In definitiva, non scherzo nel dire che sono orgoglioso delle mie origini Boscotrecasesi, e vi spiegherò il perchè nei prossimi post, contrassegnati dall'etichetta "Buosc Pride"



*con tutti i pregiudicati che siedono in parlamento a 20.000 euri al mese, mi sembra un qualcosa di cui potersi fregiare, no?
**non è solo un luogo comune quello che la masturbazione porti a problemi di vista, è per questo che esistono Playboy in braille, per gli irriducibili.

lunedì 25 agosto 2008

TUTTI A CASA

Si sono concluse con un enorme successo le XXIX Olimpiadi dell'era moderna, disputatesi a Pechino.

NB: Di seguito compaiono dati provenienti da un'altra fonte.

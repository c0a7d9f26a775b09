//! Common test utilities
//!
//! Isolated config directories and a seeded frame driver.

#![allow(dead_code)]

use std::path::PathBuf;

use rain_core::{FrameDriver, RainSettings};
use tempfile::TempDir;

/// Test environment with isolated config directory
pub struct TestEnvironment {
    /// Temporary directory for test config
    pub temp_dir: TempDir,
    /// Path to the config directory
    pub config_dir: PathBuf,
}

impl TestEnvironment {
    pub fn new() -> Self {
        let temp_dir = TempDir::new().expect("Failed to create temp directory");
        let config_dir = temp_dir.path().to_path_buf();
        Self {
            temp_dir,
            config_dir,
        }
    }

    /// Write a config file and return its path
    pub fn write_config(&self, content: &str) -> PathBuf {
        let config_path = self.config_path();
        std::fs::write(&config_path, content).expect("Failed to write test config");
        config_path
    }

    pub fn config_path(&self) -> PathBuf {
        self.config_dir.join("config.toml")
    }
}

impl Default for TestEnvironment {
    fn default() -> Self {
        Self::new()
    }
}

/// Driver with a fixed seed and default settings otherwise
pub fn seeded_driver(seed: u64, width: u32, height: u32) -> FrameDriver {
    let settings = RainSettings {
        seed: Some(seed),
        ..Default::default()
    };
    FrameDriver::new(settings, width, height)
}
//! Rain - GPU-accelerated digital rain with CRT and shockwave post-effects
//!
//! The pieces live in:
//! - `rain-core` - simulation (columns, glyphs, shockwave timer, frame driver)
//! - `rain-renderer` - glyph layer and post-effect passes
//!
//! This crate adds configuration, font discovery and the window shell.

pub mod config;
pub mod font;

pub use config::Config;
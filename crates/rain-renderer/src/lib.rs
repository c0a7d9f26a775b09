//! Rain Renderer - GPU side of the digital rain
//!
//! Frame layout:
//! - Glyph layer: vello draws this frame's glyphs to a transparent texture
//! - Trail pass: fades the persistent frame and lays the glyph layer on top
//! - CRT pass: full-screen CRT emulation into an intermediate texture
//! - Shockwave pass: radial ripple from the intermediate texture to the surface
//!
//! The simulation itself lives in `rain-core`; this crate only turns its
//! glyphs and uniforms into pixels.

pub mod error;
pub mod font;
pub mod glyph_layer;
pub mod pass;
pub mod post;
pub mod renderer;
pub mod shaders;

pub use error::RenderError;
pub use font::{GlyphFont, SceneGlyphSink};
pub use glyph_layer::GlyphLayer;
pub use pass::FullscreenPass;
pub use post::{INTERMEDIATE_FORMAT, PostEffectPipeline, RenderTarget};
pub use renderer::RainRenderer;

Questa rassegna a cinque cerchi verrà ricordata per tante cose, tra le quali di sicuro:

  1. Un velocista non statunitense vince entrambe le gare di atletica (100 e 200 metri piani), e festeggia prendendo per il culo gli atleti a stelle e strisce fino alla saturazione
  2. Un solo nuotatore becca la bellezza di 8 (prego, si legga OTTO) medaglie d'oro, record di tutti i tempi, in molti credono davvero incancellabile (a meno che non si scopra che Phelps prima di ogni gara abbia pippato un etto di coca, a quel punto mi sa che dovrebbe restituirne ben più di una, di medaglia), tanto da far diventare il sangue amaro a Mark Spitz, la cui unica consolazione è quella di sapere che prima o poi anche Michael Phelps soffrirà di prostata
  3. La prima olimpiade con casi di doping equini (lo so, ne ho gia parlato, ma non ne ho mai abbastanza, non faccio altro che ripetermi "cazzo, cavalli dopati col peperoncino!*")
  4. Il massimo dello spirito olimpico, con un atleta che tira un calcio in faccia all'arbitro per ripicca
  5. Mughini che una volta ogni tanto non è chiamato a esercitare opinioni su un evento sportivo, Alleluja! (a meno che non sia andato sul satellite per qualche rete privata che lo ha pagato con una fornitura di vestiario scrauso e ridicoli occhialetti simil-osso come solo lui sa indossare, allora me lo sono perso)
Io non posso far altro che ricordare l'incontro tra il nostro pugile Cammarelle e il cinese Zhang Zhilei, valso l'oro al nostro atleta

Mammamia, quante ne ha prese il cinese, ma quante...




*pensate che divertimento: per farli saltare di più il peperoncino, ad occhio e croce, glielo facevano assumere per via rettale...magari però uno dei medici si è sbagliato e glielo ha dato per bocca, facendolo funzionare così da afrodisiaco anzichè da stimolante, finendo così inchiappettato dal cavallo stesso!!!

venerdì 22 agosto 2008

IL SONNO E' IMPORTANTE

Leggendo questa notizia sull'ANSA sono rimasto senza parole per la quantità di idiozie nei ragionamenti ed ovvietà nelle conclusioni contenute in essa.

Uno studio apparso sulla rivista PLoS Biology ad opera degli italiani Chiara Cirelli e Giulio Tononi, "superesperti* in scienza del sonno" che lavorano presso la University of Wisconsin School of Medicine**, ha scoperto che il sonno serve a preservare il cervello e, più precisamente

"Il sonno è essenziale per la nostra sopravvivenza e serve a "ripulire" il cervello dalle informazioni superflue e inutili incamerate durante il giorno"

Meno male, almeno so che domani avrò dimenticato questa notizia...






*essere dei normali "esperti" a quanto pare sminuisce l'autorevolezza degli studi
**ma solo in America studiano tutte queste stronzate?